Política
'Tarifa de Trump não afeta em nada apoio de Jair Bolsonaro entre eleitores fiéis', diz pesquisadora
Em uma cerimônia oficial do governo em Salvador, o ministro da Casa Civil, Rui Costa, afirmou que o grupo político ligado a Bolsonaro é "traidor da pátria"

Após o anúncio de Donald Trump sobre a aplicação de tarifa de 50% sobre qualquer produto brasileiro exportado aos Estados Unidos, membros do governo do presidente Luiz Inácio Lula da Silva e do Partido dos Trabalhadores (PT) tem explorado o patriotismo e a defesa da soberania nacional para criticar a atuação de Jair Bolsonaro (PL) e seus aliados.
"Bolsonaristas se dizem patriotas, mas militam contra os interesses do próprio país", diz uma campanha lançada pelo PT nas redes sociais.
Em uma cerimônia oficial do governo em Salvador, o ministro da Casa Civil, Rui Costa, afirmou que o grupo político ligado a Bolsonaro é "traidor da pátria". A gestão Lula também tem divulgado peças publicitárias com ênfase no tema da soberania.
Mas para Rosana Pinheiro-Machado, diretora do Laboratório de Economia Digital e Política Extrema (DeepLab), da University College Dublin, na Irlanda, a aplicação da tarifa e o discurso crítico em relação à atuação das lideranças bolsonaristas na questão não têm impacto significativo na base mais fiel de apoiadores do ex-presidente.
"Não existe mudança na base bolsonarista", diz a antropóloga, que pesquisa temas como a radicalização política no Brasil e as redes sociais.
"Pelo contrário, a grande narrativa [que circula entre os bolsonaristas] é a de que o governo está causando estragos e prejudicando laços econômicos com os Estados Unidos."
Segundo Pinheiro-Machado, os apoiadores mais fiéis do ex-presidente e seus aliados leem os acontecimentos "com as suas próprias lentes", de forma que o discurso sobre a existência de uma contradição entre o apoio às medidas de Trump e o patriotismo bolsonarista não convence.
As ideias que mais ressoam com a base de eleitores de Jair Bolsonaro são as expostas pelo próprio ex-presidente, diz a pesquisadora.
Em sua conta no X, Bolsonaro afirmou que a anistia aos envolvidos nos ataques de 8 de janeiro de 2023 é o caminho para barrar o aumento das tarifas impostas pelos EUA.
"A medida [de Trump] é resultado direto do afastamento do Brasil dos seus compromissos históricos com a liberdade, o Estado de Direito e os valores que sempre sustentaram nossa relação com o mundo livre.
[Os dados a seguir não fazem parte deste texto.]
#[cfg(test)]
mod tests {
    use super::*;
    use std::error::Error;

    fn run<T: Sample>(
        data: &[T],
        order: usize,
        mode: BoundaryMode,
        extremum: Extremum,
        kernel: Kernel,
    ) -> Result<Vec<bool>, ArgrelError> {
        ArgrelBuilder::new()
            .order(order)
            .mode(mode)
            .extremum(extremum)
            .kernel(kernel)
            .apply_slice(data)
            .map(|o| o.mask)
    }

    fn check_argrel_plateau_flags_last(test_name: &str, kernel: Kernel) -> Result<(), Box<dyn Error>> {
        let data = [1.0, 5.0, 5.0, 5.0, 1.0];
        let mask = run(&data, 1, BoundaryMode::Clip, Extremum::Maxima, kernel)?;
        assert_eq!(
            mask,
            vec![false, false, false, true, false],
            "[{}] only the last plateau element may be flagged",
            test_name
        );
        Ok(())
    }

    fn check_argrel_flat_series(test_name: &str, kernel: Kernel) -> Result<(), Box<dyn Error>> {
        let data = [5, 5, 5, 5, 5];
        for mode in [BoundaryMode::Clip, BoundaryMode::Wrap] {
            let mask = run(&data, 1, mode, Extremum::Maxima, kernel)?;
            assert!(
                mask.iter().all(|&m| !m),
                "[{}] flat series flagged something under {:?}: {:?}",
                test_name,
                mode,
                mask
            );
        }
        Ok(())
    }

    fn check_argrel_edge_clip(test_name: &str, kernel: Kernel) -> Result<(), Box<dyn Error>> {
        let data = [1, 2, 3, 2, 1];
        let out = ArgrelBuilder::new()
            .order(2)
            .mode(BoundaryMode::Clip)
            .kernel(kernel)
            .apply_slice(&data)?;
        assert_eq!(out.indices(), vec![2], "[{}]", test_name);
        assert_eq!(out.count(), 1);
        Ok(())
    }

    fn check_argrel_edge_wrap(test_name: &str, kernel: Kernel) -> Result<(), Box<dyn Error>> {
        let data = [2.0f32, 1.0, 0.0, 1.0, 3.0];
        let clip = run(&data, 1, BoundaryMode::Clip, Extremum::Maxima, kernel)?;
        let wrap = run(&data, 1, BoundaryMode::Wrap, Extremum::Maxima, kernel)?;
        assert_eq!(clip, vec![true, false, false, false, false], "[{}] clip", test_name);
        assert_eq!(wrap, vec![false, false, false, false, true], "[{}] wrap", test_name);
        Ok(())
    }

    fn check_argrel_order_exceeds_length(test_name: &str, kernel: Kernel) -> Result<(), Box<dyn Error>> {
        let data = [3i64, 1, 5, 1, 4];
        let clip = run(&data, 12, BoundaryMode::Clip, Extremum::Maxima, kernel)?;
        assert_eq!(clip, vec![false, false, true, false, false], "[{}] clip", test_name);
        // every position meets itself once the window covers the whole ring
        let wrap = run(&data, 12, BoundaryMode::Wrap, Extremum::Maxima, kernel)?;
        assert_eq!(wrap, vec![false; 5], "[{}] wrap", test_name);
        Ok(())
    }

    fn check_argrel_single_sample(test_name: &str, kernel: Kernel) -> Result<(), Box<dyn Error>> {
        for mode in [BoundaryMode::Clip, BoundaryMode::Wrap] {
            let mask = run(&[7.0f64], 3, mode, Extremum::Maxima, kernel)?;
            assert_eq!(mask, vec![false], "[{}] {:?}", test_name, mode);
        }
        Ok(())
    }

    fn check_argrel_nan_handling(test_name: &str, kernel: Kernel) -> Result<(), Box<dyn Error>> {
        let data = [1.0, 5.0, 2.0, f64::NAN, 0.0, 3.0, 1.0];
        let out = ArgrelBuilder::new().kernel(kernel).apply_slice(&data)?;
        assert_eq!(out.indices(), vec![1, 5], "[{}]", test_name);
        Ok(())
    }

    fn check_argrel_minima(test_name: &str, kernel: Kernel) -> Result<(), Box<dyn Error>> {
        let data = [3, 1, 2, 0, 4];
        let mask = run(&data, 1, BoundaryMode::Clip, Extremum::Minima, kernel)?;
        assert_eq!(mask, vec![false, true, false, true, false], "[{}]", test_name);

        let plateau = [4, 1, 1, 4];
        let mask = run(&plateau, 1, BoundaryMode::Clip, Extremum::Minima, kernel)?;
        assert_eq!(mask, vec![false, false, true, false], "[{}] plateau", test_name);
        Ok(())
    }

    fn check_argrel_element_types(test_name: &str, kernel: Kernel) -> Result<(), Box<dyn Error>> {
        let base: Vec<i32> = vec![4, 9, 2, 7, 7, 3, 8, 1, 6, 6, 6, 0, 5];
        let as_i64: Vec<i64> = base.iter().map(|&v| v as i64).collect();
        let as_f32: Vec<f32> = base.iter().map(|&v| v as f32).collect();
        let as_f64: Vec<f64> = base.iter().map(|&v| v as f64).collect();
        for mode in [BoundaryMode::Clip, BoundaryMode::Wrap] {
            for order in 1..=4 {
                let expected = run(&base, order, mode, Extremum::Maxima, kernel)?;
                assert_eq!(run(&as_i64, order, mode, Extremum::Maxima, kernel)?, expected, "[{}] i64", test_name);
                assert_eq!(run(&as_f32, order, mode, Extremum::Maxima, kernel)?, expected, "[{}] f32", test_name);
                assert_eq!(run(&as_f64, order, mode, Extremum::Maxima, kernel)?, expected, "[{}] f64", test_name);
            }
        }
        Ok(())
    }

    fn check_argrel_matches_reference(test_name: &str, kernel: Kernel) -> Result<(), Box<dyn Error>> {
        let data: Vec<f64> = (0..257)
            .map(|i| ((i as f64) * 0.37).sin() * 10.0 + ((i * 7) % 5) as f64)
            .collect();
        for mode in [BoundaryMode::Clip, BoundaryMode::Wrap] {
            for extremum in [Extremum::Maxima, Extremum::Minima] {
                for order in [1, 2, 3, 8, 100, 300] {
                    let mut reference = vec![false; data.len()];
                    argrel_scalar(&data, order, mode, extremum, &mut reference);
                    let got = run(&data, order, mode, extremum, kernel)?;
                    assert_eq!(
                        got, reference,
                        "[{}] order={} mode={:?} extremum={:?}",
                        test_name, order, mode, extremum
                    );
                }
            }
        }
        Ok(())
    }

    fn check_argrel_zero_order(test_name: &str, kernel: Kernel) -> Result<(), Box<dyn Error>> {
        let res = run(&[1.0, 2.0, 3.0], 0, BoundaryMode::Clip, Extremum::Maxima, kernel);
        assert_eq!(
            res,
            Err(ArgrelError::InvalidOrder { order: 0, data_len: 3 }),
            "[{}] argrel should fail with zero order",
            test_name
        );
        Ok(())
    }

    fn check_argrel_empty_input(test_name: &str, kernel: Kernel) -> Result<(), Box<dyn Error>> {
        let empty: [f64; 0] = [];
        let res = run(&empty, 1, BoundaryMode::Clip, Extremum::Maxima, kernel);
        assert_eq!(res, Err(ArgrelError::EmptyInputData), "[{}]", test_name);
        Ok(())
    }

    fn check_argrel_into_slice(test_name: &str, kernel: Kernel) -> Result<(), Box<dyn Error>> {
        let data = [0.5, 2.0, 1.0, 4.0, 3.0, 3.5, 0.0];
        let input = ArgrelInput::from_slice(
            &data,
            ArgrelParams {
                order: Some(2),
                ..ArgrelParams::default()
            },
        );
        let api = argrel_with_kernel(&input, kernel)?;
        let mut dst = vec![true; data.len()];
        argrel_into_slice(&mut dst, &input, kernel)?;
        assert_eq!(dst, api.mask, "[{}]", test_name);

        let mut short = vec![false; 3];
        assert_eq!(
            argrel_into_slice(&mut short, &input, kernel),
            Err(ArgrelError::OutputLengthMismatch { expected: 7, got: 3 })
        );
        Ok(())
    }

    macro_rules! generate_all_argrel_tests {
        ($($test_fn:ident),*) => {
            paste::paste! {
                $(
                    #[test]
                    fn [<$test_fn _scalar>]() {
                        $test_fn(stringify!([<$test_fn _scalar>]), Kernel::Scalar).unwrap();
                    }
                    #[test]
                    fn [<$test_fn _parallel>]() {
                        $test_fn(stringify!([<$test_fn _parallel>]), Kernel::Parallel).unwrap();
                    }
                    #[test]
                    fn [<$test_fn _auto>]() {
                        $test_fn(stringify!([<$test_fn _auto>]), Kernel::Auto).unwrap();
                    }
                )*
            }
        }
    }

    generate_all_argrel_tests!(
        check_argrel_plateau_flags_last,
        check_argrel_flat_series,
        check_argrel_edge_clip,
        check_argrel_edge_wrap,
        check_argrel_order_exceeds_length,
        check_argrel_single_sample,
        check_argrel_nan_handling,
        check_argrel_minima,
        check_argrel_element_types,
        check_argrel_matches_reference,
        check_argrel_zero_order,
        check_argrel_empty_input,
        check_argrel_into_slice
    );

    #[test]
    fn test_evaluate_1d_contract() {
        let data = [1, 2, 3, 2, 1];
        let par = evaluate_1d(5, 2, BoundaryMode::Clip, &data).unwrap();
        let seq = evaluate_1d_sequential(5, 2, BoundaryMode::Clip, &data).unwrap();
        assert_eq!(par, vec![false, false, true, false, false]);
        assert_eq!(par, seq);

        assert_eq!(
            evaluate_1d(6, 2, BoundaryMode::Clip, &data),
            Err(ArgrelError::LengthMismatch { expected: 6, got: 5 })
        );
        assert_eq!(
            evaluate_1d::<i32>(0, 1, BoundaryMode::Wrap, &[]),
            Err(ArgrelError::EmptyInputData)
        );
        assert!(evaluate_1d_sequential(5, 0, BoundaryMode::Clip, &data).is_err());
    }

    #[test]
    fn test_error_messages_carry_prefix() {
        let e = ArgrelError::InvalidOrder { order: 0, data_len: 4 };
        assert_eq!(e.to_string(), "argrel: Invalid order: order = 0, data length = 4");
    }

    fn check_batch_rows_match_single(test: &str, kernel: Kernel) -> Result<(), Box<dyn Error>> {
        let data: Vec<i32> = (0..200).map(|i| ((i * 37) % 23) - ((i * 11) % 7)).collect();
        for mode in [BoundaryMode::Clip, BoundaryMode::Wrap] {
            let out = ArgrelBatchBuilder::new()
                .order_range(1, 9, 2)
                .mode(mode)
                .kernel(kernel)
                .apply_slice(&data)?;
            assert_eq!(out.rows, 5, "[{}]", test);
            assert_eq!(out.cols, data.len());
            for order in [1, 3, 5, 7, 9] {
                let single = run(&data, order, mode, Extremum::Maxima, Kernel::Scalar)?;
                let row = out.mask_for(order).expect("row missing");
                assert_eq!(row, &single[..], "[{}] order={} mode={:?}", test, order, mode);
            }
            assert!(out.mask_for(2).is_none());
        }
        Ok(())
    }

    fn check_batch_default_row(test: &str, kernel: Kernel) -> Result<(), Box<dyn Error>> {
        let data = [1.0, 3.0, 2.0, 5.0, 4.0, 6.0, 0.0];
        let out = ArgrelBatchBuilder::new().kernel(kernel).apply_slice(&data)?;
        let def = ArgrelParams::default();
        let row = out.mask_for(def.get_order()).expect("default row missing");
        assert_eq!(row.len(), data.len(), "[{}]", test);
        assert_eq!(row, &run(&data, 1, BoundaryMode::Clip, Extremum::Maxima, Kernel::Scalar)?[..]);
        Ok(())
    }

    fn check_batch_rejects_zero_order(test: &str, kernel: Kernel) -> Result<(), Box<dyn Error>> {
        let data = [1.0, 2.0, 1.0];
        let res = ArgrelBatchBuilder::new()
            .order_range(0, 2, 1)
            .kernel(kernel)
            .apply_slice(&data);
        assert!(
            matches!(res, Err(ArgrelError::InvalidOrder { order: 0, .. })),
            "[{}]",
            test
        );
        Ok(())
    }

    macro_rules! gen_batch_tests {
        ($fn_name:ident) => {
            paste::paste! {
                #[test] fn [<$fn_name _scalar>]() {
                    $fn_name(stringify!([<$fn_name _scalar>]), Kernel::Scalar).unwrap();
                }
                #[test] fn [<$fn_name _parallel>]() {
                    $fn_name(stringify!([<$fn_name _parallel>]), Kernel::Parallel).unwrap();
                }
                #[test] fn [<$fn_name _auto_detect>]() {
                    $fn_name(stringify!([<$fn_name _auto_detect>]), Kernel::Auto).unwrap();
                }
            }
        };
    }
    gen_batch_tests!(check_batch_rows_match_single);
    gen_batch_tests!(check_batch_default_row);
    gen_batch_tests!(check_batch_rejects_zero_order);

    #[cfg(feature = "proptest")]
    #[test]
    fn test_argrel_kernels_agree_property() {
        use proptest::prelude::*;

        let strat = (
            prop::collection::vec(-50i32..50, 1..300),
            1usize..64,
            prop::bool::ANY,
            prop::bool::ANY,
        );

        proptest::test_runner::TestRunner::default()
            .run(&strat, |(data, order, wrap, minima)| {
                let mode = if wrap { BoundaryMode::Wrap } else { BoundaryMode::Clip };
                let extremum = if minima { Extremum::Minima } else { Extremum::Maxima };

                let mut seq = vec![false; data.len()];
                let mut par = vec![false; data.len()];
                argrel_scalar(&data, order, mode, extremum, &mut seq);
                argrel_par(&data, order, mode, extremum, &mut par);
                prop_assert_eq!(&seq, &par);

                // a flagged maximum beats its immediate clipped neighbors
                if extremum == Extremum::Maxima && mode == BoundaryMode::Clip {
                    for (i, &m) in seq.iter().enumerate() {
                        if m {
                            prop_assert!(i + 1 < data.len());
                            prop_assert!(data[i] > data[i + 1]);
                            if i > 0 {
                                prop_assert!(data[i] >= data[i - 1]);
                            }
                        }
                    }
                }
                Ok(())
            })
            .unwrap();
    }
}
Isso jamais teria acontecido sob o meu governo", escreveu o ex-mandatário.
Em uma carta enviada a Lula, Donald Trump afirmou que a decisão sobre a taxação adicional às exportações brasileiras é uma resposta à "perseguição" que Jair Bolsonaro estaria sofrendo no Brasil, devido ao processo criminal que enfrenta no Supremo Tribunal Federal (STF), sob acusação de liderar uma tentativa de golpe de Estado.
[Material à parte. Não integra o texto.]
// --- ERRORS ---

#[derive(Debug, Error, PartialEq, Eq)]
pub enum Argrel2dError {
    #[error("argrel_2d: Empty data provided.")]
    EmptyInputData,
    #[error("argrel_2d: Invalid dimensions: in_x = {in_x}, in_y = {in_y}")]
    InvalidDimensions { in_x: usize, in_y: usize },
    #[error("argrel_2d: Grid {in_x}x{in_y} overflows usize")]
    DimensionOverflow { in_x: usize, in_y: usize },
    #[error("argrel_2d: Grid {in_x}x{in_y} needs {} samples, got {got}", .in_x * .in_y)]
    GridSizeMismatch { in_x: usize, in_y: usize, got: usize },
    #[error("argrel_2d: Invalid order: order = {order}")]
    InvalidOrder { order: usize },
    #[error("argrel_2d: Output length mismatch: expected {expected}, got {got}")]
    OutputLengthMismatch { expected: usize, got: usize },
    #[error("argrel_2d: Invalid range: start={start}, end={end}, step={step}")]
    InvalidRange { start: usize, end: usize, step: usize },
    #[error("argrel_2d: Invalid kernel: {0:?}")]
    InvalidKernel(Kernel),
}

// --- KERNEL API ---

#[inline]
pub fn argrel_2d<T: Sample>(input: &Argrel2dInput<T>) -> Result<Argrel2dOutput, Argrel2dError> {
    argrel_2d_with_kernel(input, Kernel::Auto)
}

fn validate_grid<T: Sample>(data: &[T], in_x: usize, in_y: usize) -> Result<usize, Argrel2dError> {
    if data.is_empty() {
        return Err(Argrel2dError::EmptyInputData);
    }
    if in_x == 0 || in_y == 0 {
        return Err(Argrel2dError::InvalidDimensions { in_x, in_y });
    }
    let total = in_x
        .checked_mul(in_y)
        .ok_or(Argrel2dError::DimensionOverflow { in_x, in_y })?;
    if total != data.len() {
        return Err(Argrel2dError::GridSizeMismatch {
            in_x,
            in_y,
            got: data.len(),
        });
    }
    Ok(total)
}

#[inline]
fn argrel_2d_prepare<T: Sample>(input: &Argrel2dInput<T>) -> Result<usize, Argrel2dError> {
    let total = validate_grid(input.data, input.in_x, input.in_y)?;
    let order = input.params.get_order();
    if order == 0 {
        return Err(Argrel2dError::InvalidOrder { order });
    }
    Ok(total)
}

#[inline]
fn argrel_2d_compute_into<T: Sample>(input: &Argrel2dInput<T>, kernel: Kernel, out: &mut [bool]) {
    let p = &input.params;
    let (order, mode, axis, extremum) = (p.get_order(), p.get_mode(), p.get_axis(), p.get_extremum());
    match resolve_kernel(kernel) {
        Kernel::Parallel => argrel_2d_par(
            input.data, input.in_x, input.in_y, order, mode, axis, extremum, out,
        ),
        _ => argrel_2d_scalar(
            input.data, input.in_x, input.in_y, order, mode, axis, extremum, out,
        ),
    }
}

pub fn argrel_2d_with_kernel<T: Sample>(
    input: &Argrel2dInput<T>,
    kernel: Kernel,
) -> Result<Argrel2dOutput, Argrel2dError> {
    let total = argrel_2d_prepare(input)?;
    let mut mask = vec![false; total];
    argrel_2d_compute_into(input, kernel, &mut mask);
    Ok(Argrel2dOutput {
        mask,
        in_x: input.in_x,
        in_y: input.in_y,
    })
}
Além disso, Trump também justifica o aumento de tarifa argumentando que o Brasil adota barreiras comerciais (tarifárias e não tarifárias) elevadas contra os EUA, o que estaria desequilibrando o comércio entre os dois países.
O governo brasileiro refuta essa argumentação, já que a balança comercial tem sido favorável aos Estados Unidos. O lado americano acumulou saldo positivo de US$ 43 bilhões nos últimos dez anos, segundo o Ministério do Desenvolvimento, Indústria, Comércio e Serviços.
Sem 'ganhos eleitorais significativos'
Especialistas em política internacional e brasileira afirmaram à BBC Brasil que a decisão de Trump poderia favorecer o governo Lula ao fortalecer os sentimentos nacionalistas.
Alguns analistas também acreditam que o cenário político brasileiro poderia repetir o de outros países que sofreram ameaças tarifárias do governo Trump nos últimos meses e viram os partidos conservadores aliados dos Estados Unidos perder força – algo que já está sendo chamado de "efeito Trump".

Crédito,Getty Images
Em um relatório distribuído a clientes no início de julho, o banco BTG Pactual destacou que a disputa tarifária pode fortalecer Lula nas eleições de 2026.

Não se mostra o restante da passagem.